The album kicks off with the fairly standard indie fare of Rockin Stroll and Confetti, but the title track then sets the whole album alight. The song is deceptively simple both musically and lyrically, yet creates such a tangible sense of loss and regret, honing in on a couple of details that just won’t leave the singer alone and leave us with more questions than answers. Rudderless continues in a similar mood, another song filled with a sense of loss and offering one of Dando’s most heartfelt deliveries. The song finally unshackles itself in the last 30 seconds and becomes a Ramone’s coda to great effect. The song also contains some of Dando’s finest smart-dumb lyrics:
Slipped my mind that I could use my brain
Stayed up all night, crash on the plane !
Next up is My Drug Buddy, an everyday tale of scoring drugs and hanging out. The beauty of the song is how it resists the glamour or squalor rock musicians usually strive to conjure up on this subject, and instead focuses on the minutiae of hanging out, scoring and wandering around stoned after dark in a small town. There is no judgement in the song. The country style Wurlitzer beautifully complements Dando’s plaintive voice as the song reaches a simple, sincere conclusion:
I’m too much with myself, I wanna be someone else
Unfortunately, Dando spent rather too much time being someone else over the next twenty years, and inspiration and output dwindled, but here he is on the very top of his game.

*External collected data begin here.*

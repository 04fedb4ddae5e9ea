//! which scopes a variable may be written to
//!
//! Every create/edit/import flow is anchored to a *context scope*: the page the user is on (a project, an
//! environment, or one service). The candidates offered are the hierarchy up to and including that
//! context, where the service entry is the context's own service scope. A flow anchored on a `CONTAINER`
//! offers `PROJECT`, `ENVIRONMENT` and `CONTAINER`; never `APPLICATION`, `JOB` or `HELM`.
//!
//! When an existing variable is involved (editing it, or deriving an alias/override from it) the
//! candidates are narrowed to scopes at least as specific as that variable. Overrides need a strictly
//! narrower scope, and built-ins are never overridden.
use crate::scope::Scope;

/// Candidate scopes for a flow anchored on `context`, ascending by rank
fn candidates(context: Option<Scope>) -> Vec<Scope> {
    match context {
        Some(Scope::Project) => vec![Scope::Project],
        Some(service) if service.is_service() => {
            vec![Scope::Project, Scope::Environment, service]
        }
        _ => vec![Scope::Project, Scope::Environment],
    }
}

/// Scopes that may be picked for a variable
///
/// - `current`: scope of the variable being edited or derived from, `None` for a brand new variable
/// - `include_built_in`: offer `BUILT_IN` for a brand new variable (filters only, never a write target)
/// - `context`: scope the flow is anchored to
/// - `is_override`: the variable being created is an override of `current`
///
/// The result is ascending by rank and free of duplicates.
pub fn compute_available_scopes(
    current: Option<Scope>,
    include_built_in: bool,
    context: Option<Scope>,
    is_override: bool,
) -> Vec<Scope> {
    let candidates = candidates(context);

    let Some(current) = current else {
        let mut scopes = Vec::with_capacity(candidates.len() + 1);
        if include_built_in {
            scopes.push(Scope::BuiltIn);
        }
        scopes.extend(candidates);
        return scopes;
    };

    if is_override {
        if current == Scope::BuiltIn {
            tracing::trace!("built-in variables cannot be overridden");
            return vec![];
        }

        if current.is_service() {
            tracing::trace!(%current, "no scope narrower than a service scope");
            return vec![];
        }

        return candidates
            .into_iter()
            .filter(|scope| scope.is_narrower_than(current))
            .collect();
    }

    let mut scopes = vec![];
    if current == Scope::BuiltIn {
        scopes.push(Scope::BuiltIn);
    }
    scopes.extend(
        candidates
            .into_iter()
            .filter(|scope| scope.rank() >= current.rank()),
    );
    scopes
}

/// Scope preselected in the create/edit form
///
/// - derived from a built-in: nothing, the user has to pick
/// - creating an override: the broadest scope available
/// - editing (or deriving from) an existing variable: its own scope
/// - otherwise: the narrowest scope available
pub fn default_form_scope(
    variable_scope: Option<Scope>,
    creating_override: bool,
    available: &[Scope],
) -> Option<Scope> {
    match variable_scope {
        Some(Scope::BuiltIn) => None,
        _ if creating_override => available.first().copied(),
        Some(scope) => Some(scope),
        None => available.last().copied(),
    }
}

/// Scope preselected for every row of a bulk import anchored on `context`
pub fn default_import_scope(context: Scope, available: &[Scope]) -> Scope {
    let preferred = if context == Scope::Project {
        Scope::Project
    } else {
        Scope::Environment
    };

    if available.contains(&preferred) {
        return preferred;
    }

    available.first().copied().unwrap_or(preferred)
}

#[cfg(test)]
mod test {
    use super::*;
    use pretty_assertions::assert_eq;
    use Scope::*;

    #[test]
    fn new_variable_uses_context_service_scope() {
        assert_eq!(
            compute_available_scopes(None, false, Some(Container), false),
            vec![Project, Environment, Container]
        );
        assert_eq!(
            compute_available_scopes(None, true, Some(Helm), false),
            vec![BuiltIn, Project, Environment, Helm]
        );
    }

    #[test]
    fn new_variable_stops_at_context() {
        assert_eq!(
            compute_available_scopes(None, false, Some(Project), false),
            vec![Project]
        );
        assert_eq!(
            compute_available_scopes(None, false, Some(Environment), false),
            vec![Project, Environment]
        );
        assert_eq!(
            compute_available_scopes(None, false, None, false),
            vec![Project, Environment]
        );
    }

    #[test]
    fn existing_variable_only_narrows() {
        assert_eq!(
            compute_available_scopes(Some(Environment), false, Some(Job), false),
            vec![Environment, Job]
        );
        assert_eq!(
            compute_available_scopes(Some(Project), false, Some(Application), false),
            vec![Project, Environment, Application]
        );
        assert_eq!(
            compute_available_scopes(Some(Application), false, Some(Application), false),
            vec![Application]
        );
    }

    #[test]
    fn built_in_only_kept_for_built_in() {
        assert_eq!(
            compute_available_scopes(Some(BuiltIn), false, Some(Container), false),
            vec![BuiltIn, Project, Environment, Container]
        );
        assert_eq!(
            compute_available_scopes(Some(Project), true, Some(Container), false),
            vec![Project, Environment, Container]
        );
    }

    #[test]
    fn override_needs_narrower_scope() {
        assert_eq!(
            compute_available_scopes(Some(Project), false, Some(Container), true),
            vec![Environment, Container]
        );
        assert_eq!(
            compute_available_scopes(Some(Environment), false, Some(Container), true),
            vec![Container]
        );
        assert_eq!(
            compute_available_scopes(Some(Container), false, Some(Container), true),
            Vec::<Scope>::new()
        );
        assert_eq!(
            compute_available_scopes(Some(Helm), false, Some(Container), true),
            Vec::<Scope>::new()
        );
    }

    #[test]
    fn built_in_is_never_overridden() {
        for context in [Project, Environment, Application, Container, Job, Helm] {
            assert_eq!(
                compute_available_scopes(Some(BuiltIn), false, Some(context), true),
                Vec::<Scope>::new()
            );
        }
    }

    #[test]
    fn form_defaults() {
        let available = [Project, Environment, Container];
        assert_eq!(default_form_scope(Some(BuiltIn), false, &available), None);
        assert_eq!(default_form_scope(Some(BuiltIn), true, &available), None);
        assert_eq!(
            default_form_scope(Some(Project), true, &available[1..]),
            Some(Environment)
        );
        assert_eq!(
            default_form_scope(Some(Environment), false, &available),
            Some(Environment)
        );
        assert_eq!(default_form_scope(None, false, &available), Some(Container));
        assert_eq!(default_form_scope(None, false, &[]), None);
        assert_eq!(default_form_scope(Some(Container), true, &[]), None);
    }

    #[test]
    fn import_defaults() {
        assert_eq!(default_import_scope(Project, &[Project]), Project);
        assert_eq!(
            default_import_scope(Environment, &[Project, Environment]),
            Environment
        );
        assert_eq!(
            default_import_scope(Job, &[Project, Environment, Job]),
            Environment
        );
        assert_eq!(default_import_scope(Job, &[Job]), Job);
        assert_eq!(default_import_scope(Job, &[]), Environment);
    }
}
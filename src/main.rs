mod api;
mod config;
mod emails;
mod helper_model;
mod integration;
mod methods;
mod model;

use config::CONFIG;
use tracing_subscriber::{layer::SubscriberExt, util::SubscriberInitExt};
use warp::Filter;

#[tokio::main]
async fn main() {
    tracing_subscriber::registry()
        .with(tracing_subscriber::EnvFilter::new(
            std::env::var("RUST_LOG").unwrap_or_else(|_| "info,rv_mail_httpd_rust=debug".into()),
        ))
        .with(tracing_subscriber::fmt::layer())
        .init();

    // routing for the server
    let httpd = api::api().and(warp::path::end());
    tracing::info!(bind_addr = %CONFIG.bind_addr, "mail renderer listening");
    // TODO: tls
    warp::serve(httpd).run(CONFIG.bind_addr).await;
}
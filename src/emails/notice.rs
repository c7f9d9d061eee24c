//! Short status notices sent when staff cancel a reservation or turn down a
//! rental request.

use crate::emails::{self, OrgHeader};
use crate::helper_model::{MailerError, NoticeEmailRequest, RenderedEmail};
use askama::Template;

pub const DEFAULT_CANCELLATION_MESSAGE: &str = "We regret to inform you that your reservation has been cancelled. If you have any questions or concerns, please don't hesitate to contact us.";
pub const DEFAULT_REJECTION_MESSAGE: &str = "We're sorry, we are unable to approve your rental request at this time. Please feel free to reach out for more information";

#[derive(Debug, Clone, Copy, PartialEq, Eq)]
pub enum NoticeKind {
    Cancellation,
    Rejection,
}

impl NoticeKind {
    fn title(self) -> &'static str {
        match self {
            NoticeKind::Cancellation => "Reservation Cancelled",
            NoticeKind::Rejection => "Reservation Request Update",
        }
    }

    fn lead(self, reservation_number: &str) -> String {
        match self {
            NoticeKind::Cancellation => format!("Your reservation #{} has been cancelled.", reservation_number),
            NoticeKind::Rejection => format!("Regarding your reservation request #{}:", reservation_number),
        }
    }

    fn default_message(self) -> &'static str {
        match self {
            NoticeKind::Cancellation => DEFAULT_CANCELLATION_MESSAGE,
            NoticeKind::Rejection => DEFAULT_REJECTION_MESSAGE,
        }
    }
}

#[derive(Template)]
#[template(path = "notice.html")]
struct NoticeHtml<'a> {
    header: String,
    title: &'a str,
    customer_name: &'a str,
    lead: &'a str,
    message: Vec<String>,
}

pub fn render(kind: NoticeKind, req: &NoticeEmailRequest) -> Result<RenderedEmail, MailerError> {
    let message = req
        .custom_message
        .as_deref()
        .map(str::trim)
        .filter(|m| !m.is_empty())
        .unwrap_or(kind.default_message());
    let lead = kind.lead(&req.reservation_number);
    let header = match &req.organization {
        Some(organization) => OrgHeader::new(organization).render()?,
        None => String::new(),
    };

    let html = NoticeHtml {
        header,
        title: kind.title(),
        customer_name: &req.customer_name,
        lead: &lead,
        message: emails::text_lines(message),
    }
    .render()?;
    let text = format!("Dear {},\n\n{}\n\n{}", req.customer_name, lead, message);

    let subject = match kind {
        NoticeKind::Cancellation => format!("Reservation #{} Cancelled", req.reservation_number),
        NoticeKind::Rejection => format!("Reservation Request #{} Update", req.reservation_number),
    };
    Ok(RenderedEmail {
        subject,
        html,
        text,
        warnings: Vec::new(),
    })
}
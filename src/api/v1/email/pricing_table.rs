use crate::emails;
use crate::helper_model::PricingTableResponse;
use crate::methods;
use crate::methods::pricing_table::build_pricing_table;
use crate::model::PriceSummary;
use warp::http::{Method, StatusCode};
use warp::{Filter, Reply};

pub fn main() -> impl Filter<Extract = (impl Reply,), Error = warp::Rejection> + Clone {
    warp::path("pricing-table")
        .and(warp::path::end())
        .and(warp::method())
        .and(warp::body::json())
        .and_then(async move |method: Method, body: PriceSummary| {
            if method != Method::POST {
                return methods::standard_replies::method_not_allowed_response();
            }
            let table = build_pricing_table(&body);
            emails::report_warnings("pricing_table", body.reservation_id.as_deref(), &table.warnings);
            let msg = PricingTableResponse {
                rows: table.display_rows(),
                taxes: table.tax_lines().into_iter().cloned().collect(),
                warnings: table.warnings,
            };
            methods::standard_replies::response_with_obj(msg, StatusCode::OK)
        })
}
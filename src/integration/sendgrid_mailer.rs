use crate::config::CONFIG;
use crate::helper_model::MailerError;
use sendgrid::v3::*;

/// Shown by clients that cannot display the HTML part.
pub const PLAIN_TEXT_FALLBACK: &str =
    "Please view this email in an HTML-capable email client to see your reservation details.";

pub async fn send_email(
    from_name: Option<&str>,
    to: Email,
    subject: &str,
    html: &str,
    text: Option<&str>,
    reply_to: Option<Email>,
) -> Result<(), MailerError> {
    let Some(api_key) = CONFIG.sendgrid_api_key.clone() else {
        return Err(MailerError::ProviderNotConfigured);
    };
    let p = Personalization::new(to);

    let from = make_email_obj(&CONFIG.from_address, from_name.unwrap_or(&CONFIG.from_name));
    // text/plain has to precede text/html for SendGrid
    let mut m = Message::new(from)
        .set_subject(subject)
        .add_content(
            Content::new()
                .set_content_type("text/plain")
                .set_value(text.unwrap_or(PLAIN_TEXT_FALLBACK)),
        )
        .add_content(Content::new().set_content_type("text/html").set_value(html))
        .add_personalization(p);
    if let Some(reply_to) = reply_to {
        m = m.set_reply_to(reply_to);
    }

    let sender = Sender::new(api_key, None);
    let resp = sender
        .send(&m)
        .await
        .map_err(|err| MailerError::Provider(err.to_string()))?;
    if !resp.status().is_success() {
        tracing::warn!(status = %resp.status(), subject, "sendgrid did not accept the message");
        return Err(MailerError::Provider(format!("status {}", resp.status())));
    }
    tracing::info!(subject, "email handed to sendgrid");
    Ok(())
}

pub fn make_email_obj(addr: &str, name: &str) -> Email {
    Email::new(addr).set_name(name)
}
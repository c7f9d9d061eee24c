use rust_decimal::Decimal;
use serde::de::Deserializer;
use serde::{Deserialize, Serialize};

// Price data arrives from the booking platform in camelCase, organization and
// reservation records arrive in the platform's snake_case.

#[derive(Deserialize, Serialize, Debug, Clone, Default, PartialEq)]
#[serde(rename_all = "camelCase", default)]
pub struct PriceSummary {
    pub reservation_id: Option<String>,
    pub rental_fee: Option<Decimal>,
    pub charge_periods: Option<u32>,
    pub selected_unit: Option<SelectedUnit>,
    pub mileage_fee: Option<Decimal>,
    #[serde(deserialize_with = "nullable_flag")]
    pub manual_mileage_fee: bool,
    pub applied_mileage_rule: Option<MileageRule>,
    #[serde(alias = "billable_miles")]
    pub billable_miles: Option<Decimal>,
    pub generator_fee: Option<Decimal>,
    #[serde(deserialize_with = "presence_flag")]
    pub applied_generator_rule: bool,
    pub departure_generator_hours: Option<Decimal>,
    pub return_generator_hours: Option<Decimal>,
    #[serde(deserialize_with = "nullable_list")]
    pub selected_addons: Vec<Addon>,
    #[serde(deserialize_with = "nullable_list")]
    pub tax_rate_collection: Vec<TaxLine>,
    pub total_before_tax: Option<Decimal>,
    pub grand_total: Option<Decimal>,
    pub reservation_deposit: Option<Decimal>,
    pub amount_paid: Option<Decimal>,
    pub balance_due: Option<Decimal>,
    pub security_deposit: Option<Decimal>,
    pub security_deposit_status: Option<String>,
}

#[derive(Deserialize, Serialize, Debug, Clone, Default, PartialEq)]
#[serde(rename_all = "camelCase", default)]
pub struct SelectedUnit {
    pub name: Option<String>,
    pub cost_per_period: Option<Decimal>,
}

#[derive(Deserialize, Serialize, Debug, Clone, Default, PartialEq)]
#[serde(default)]
pub struct MileageRule {
    #[serde(deserialize_with = "nullable_list")]
    pub tiers: Vec<MileageTier>,
}

#[derive(Deserialize, Serialize, Debug, Clone, Default, PartialEq)]
#[serde(default)]
pub struct MileageTier {
    pub rate: Option<Decimal>,
}

#[derive(Deserialize, Serialize, Debug, Clone, Default, PartialEq)]
#[serde(rename_all = "camelCase", default)]
pub struct Addon {
    pub name: String,
    pub quantity: Decimal,
    pub base_fee: Option<Decimal>,
    pub total_fee: Option<Decimal>,
}

/// Tax category as reported by the booking platform. Unknown categories are
/// kept verbatim so they still take part in merging.
#[derive(Debug, Clone, PartialEq, Eq, Hash, Default)]
pub enum TaxType {
    Sales,
    RentalVehicle,
    #[default]
    Unspecified,
    Other(String),
}

impl From<String> for TaxType {
    fn from(value: String) -> Self {
        match value.as_str() {
            "SALES" => TaxType::Sales,
            "RENTAL_VEHICLE" => TaxType::RentalVehicle,
            "" => TaxType::Unspecified,
            _ => TaxType::Other(value),
        }
    }
}

impl From<TaxType> for String {
    fn from(value: TaxType) -> Self {
        match value {
            TaxType::Sales => String::from("SALES"),
            TaxType::RentalVehicle => String::from("RENTAL_VEHICLE"),
            TaxType::Unspecified => String::new(),
            TaxType::Other(other) => other,
        }
    }
}

impl Serialize for TaxType {
    fn serialize<S: serde::Serializer>(&self, serializer: S) -> Result<S::Ok, S::Error> {
        serializer.serialize_str(&String::from(self.clone()))
    }
}

impl<'de> Deserialize<'de> for TaxType {
    fn deserialize<D: Deserializer<'de>>(deserializer: D) -> Result<Self, D::Error> {
        let raw = Option::<String>::deserialize(deserializer)?;
        Ok(raw.map(TaxType::from).unwrap_or_default())
    }
}

#[derive(Deserialize, Serialize, Debug, Clone, Default, PartialEq)]
#[serde(default)]
pub struct TaxLine {
    pub name: String,
    /// Percentage points, `6` means 6%.
    pub rate: Decimal,
    pub amount: Decimal,
    #[serde(rename = "type")]
    pub tax_type: TaxType,
    pub source: Option<String>,
}

impl TaxLine {
    pub fn new(name: &str, rate: Decimal, amount: Decimal, tax_type: TaxType) -> TaxLine {
        TaxLine {
            name: name.to_string(),
            rate,
            amount,
            tax_type,
            source: None,
        }
    }
}

/// Quantity column of a fee row; `None` renders as `-`.
pub type Quantity = Option<Decimal>;

#[derive(Serialize, Debug, Clone, Copy, PartialEq, Eq)]
pub enum RateUnit {
    Mile,
    Hour,
}

impl RateUnit {
    pub fn suffix(&self) -> &'static str {
        match self {
            RateUnit::Mile => "/mile",
            RateUnit::Hour => "/hour",
        }
    }
}

#[derive(Serialize, Debug, Clone, PartialEq)]
pub struct PricingRow {
    pub description: String,
    pub quantity: Quantity,
    /// `None` when the amount is not applicable or could not be derived.
    pub unit_amount: Option<Decimal>,
    pub rate_unit: Option<RateUnit>,
    pub line_total: Decimal,
}

#[derive(Deserialize, Serialize, Debug, Clone, Default, PartialEq)]
#[serde(default)]
pub struct Organization {
    pub name: String,
    pub logo_url: Option<String>,
    pub phone_number: Option<String>,
    pub email: Option<String>,
    pub website_url: Option<String>,
}

#[derive(Deserialize, Serialize, Debug, Clone, Default, PartialEq)]
#[serde(default)]
pub struct OrganizationSettings {
    pub timezone: Option<String>,
    #[serde(alias = "measurementUnits")]
    pub measurement_units: Option<MeasurementUnits>,
}

#[derive(Deserialize, Serialize, Debug, Clone, Default, PartialEq)]
#[serde(default)]
pub struct MeasurementUnits {
    pub length: Option<String>,
    /// `mi` or `km`.
    pub distance: Option<String>,
}

#[derive(Deserialize, Serialize, Debug, Clone, Default, PartialEq)]
#[serde(default)]
pub struct RvDetails {
    pub name: Option<String>,
    pub primary_image_url: Option<String>,
    pub unit_number: Option<String>,
    pub year: Option<serde_json::Value>,
    pub make: Option<String>,
    pub model: Option<String>,
    #[serde(rename = "type")]
    pub class: Option<String>,
    pub length: Option<serde_json::Value>,
    pub height: Option<serde_json::Value>,
    pub vin: Option<String>,
    pub license_plate: Option<String>,
    pub state: Option<String>,
}

#[derive(Deserialize, Serialize, Debug, Clone, Default, PartialEq)]
#[serde(default)]
pub struct DeliveryLocation {
    pub formatted_address: Option<String>,
}

#[derive(Deserialize, Serialize, Debug, Clone, Default, PartialEq)]
#[serde(default)]
pub struct Reservation {
    pub reservation_number: Option<String>,
    pub first_name: Option<String>,
    pub last_name: Option<String>,
    pub check_in_date: Option<String>,
    pub check_out_date: Option<String>,
    pub is_delivery: bool,
    pub delivery_location: Option<DeliveryLocation>,
    pub store_uuid: Option<String>,
    pub rvs: Option<RvDetails>,
    pub primary_driver_name: Option<String>,
    #[serde(deserialize_with = "nullable_list")]
    pub secondary_drivers: Vec<Driver>,
}

#[derive(Deserialize, Serialize, Debug, Clone, Default, PartialEq)]
#[serde(rename_all = "camelCase", default)]
pub struct Driver {
    #[serde(alias = "first_name")]
    pub first_name: String,
    #[serde(alias = "last_name")]
    pub last_name: String,
}

impl Driver {
    pub fn full_name(&self) -> String {
        format!("{} {}", self.first_name, self.last_name).trim().to_string()
    }
}

/// Identity check result for one driver, as stored by the verification
/// provider.
#[derive(Deserialize, Serialize, Debug, Clone, Default, PartialEq)]
#[serde(rename_all = "camelCase", default)]
pub struct DriverVerification {
    pub verification_data: Option<VerificationData>,
}

#[derive(Deserialize, Serialize, Debug, Clone, Default, PartialEq)]
#[serde(default)]
pub struct VerificationData {
    pub master_verified: Option<bool>,
}

impl DriverVerification {
    pub fn is_verified(&self) -> bool {
        self.verification_data
            .as_ref()
            .and_then(|d| d.master_verified)
            .unwrap_or(false)
    }
}

#[derive(Deserialize, Serialize, Debug, Clone, Default, PartialEq)]
#[serde(default)]
pub struct Store {
    pub id: Option<String>,
    pub address: Option<String>,
    pub suite: Option<String>,
    pub city: Option<String>,
    pub state: Option<String>,
    #[serde(alias = "zipCode")]
    pub zip_code: Option<String>,
    #[serde(alias = "contactName")]
    pub contact_name: Option<String>,
    #[serde(alias = "contactPhone")]
    pub contact_phone: Option<String>,
}

impl Store {
    /// Single-line address: `street[, suite], city, state zip`.
    pub fn single_line_address(&self) -> String {
        let mut street = self.address.clone().unwrap_or_default();
        if let Some(suite) = self.suite.as_deref().filter(|s| !s.is_empty()) {
            street = street + ", " + suite;
        }
        format!(
            "{}, {}, {} {}",
            street,
            self.city.as_deref().unwrap_or_default(),
            self.state.as_deref().unwrap_or_default(),
            self.zip_code.as_deref().unwrap_or_default()
        )
    }

    /// Street line and city line separated by a newline.
    pub fn two_line_address(&self) -> String {
        let mut street = self.address.clone().unwrap_or_default();
        if let Some(suite) = self.suite.as_deref().filter(|s| !s.is_empty()) {
            street = street + ", " + suite;
        }
        format!(
            "{}\n{}, {} {}",
            street,
            self.city.as_deref().unwrap_or_default(),
            self.state.as_deref().unwrap_or_default(),
            self.zip_code.as_deref().unwrap_or_default()
        )
    }
}

#[derive(Deserialize, Serialize, Debug, Clone, Default, PartialEq)]
#[serde(default)]
pub struct Transaction {
    pub created_at: Option<String>,
    pub description: Option<String>,
    pub method: Option<String>,
    pub amount: Option<Decimal>,
}

fn nullable_flag<'de, D: Deserializer<'de>>(deserializer: D) -> Result<bool, D::Error> {
    Ok(Option::<bool>::deserialize(deserializer)?.unwrap_or(false))
}

// Any non-null rule object counts as applied; an explicit `false` does not.
fn presence_flag<'de, D: Deserializer<'de>>(deserializer: D) -> Result<bool, D::Error> {
    let value = serde_json::Value::deserialize(deserializer)?;
    Ok(!matches!(value, serde_json::Value::Null | serde_json::Value::Bool(false)))
}

fn nullable_list<'de, D, T>(deserializer: D) -> Result<Vec<T>, D::Error>
where
    D: Deserializer<'de>,
    T: Deserialize<'de>,
{
    Ok(Option::<Vec<T>>::deserialize(deserializer)?.unwrap_or_default())
}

https://youtu.be/nDxNcaS-yck
Another stand out slower track is Hannah and Gabi, which is drenched in pedal steel guitar to produce a beautifully lush arrangement, graced with lyrics that are again seeped in nostalgia, this time for a relationship that went south
“Got me watching your eyes watching things go by outside,
Out the window of a train”
https://youtu.be/PxyrwktZvsY
With Hemingway like economy, Dando’s opening lines hook us straight into a tale of a love affair that failed to live up to expectations, and two minutes later we feel we know the couple personally and have been through exactly these frustrations in our own relationships. The whole song is bitter sweet: the chorus containing the killer putdown:
I’m out walking around
You’re just one thing I’ve found
Dando’s great talent as a lyricist is to give us just enough details to be able to fill in the rest of the picture for ourselves.
Another favourite from this album is Bit Part, which starts of with some memorable screaming, followed by a stampeding bar chord descent before the core of the song emerges with the classic refrain
I just want a bit part in your life, a walk on would do fine..
Again Dando finds the perfect way to sum up a feeling we have all had, and probably failed to find the words to express effectively. There is something so effortless about the way he just captures these feelings and moments so precisely, and his ability to soundtrack each of these perceptions with just the right hook and rhythm sets him so far apart from the vast majority of singer songwriters.
Dando’s other great talent is for the cover version. Every time he covers a song, he seems so at home in it, like your good-looking friend who invariably looked way cooler than you when he borrowed your clothes (a trick only The Clash and The Stones have carried off with similar panache). This album finishes up with Frank Mills, a wonderful character sketch and a charming portrait of friendship. It sounds like the perfect Evan Dando song, but is in fact taken from the ancient hippy musical Hair. Needless to say, Dando sings it beautifully, with great phrasing and it sounds right at home alongside the originals on the album.
This is an album that never gets old, that handsomely repays every listen. It offers an unusually even balance of faster and slower number for an indie album, and over time the tracks that really stand out our those where Dando slows things down and lets his country heart come to the fore, not just in the instrumentation, but in the melancholy lyrics and mood. I can think of few better ways of spending half an hour!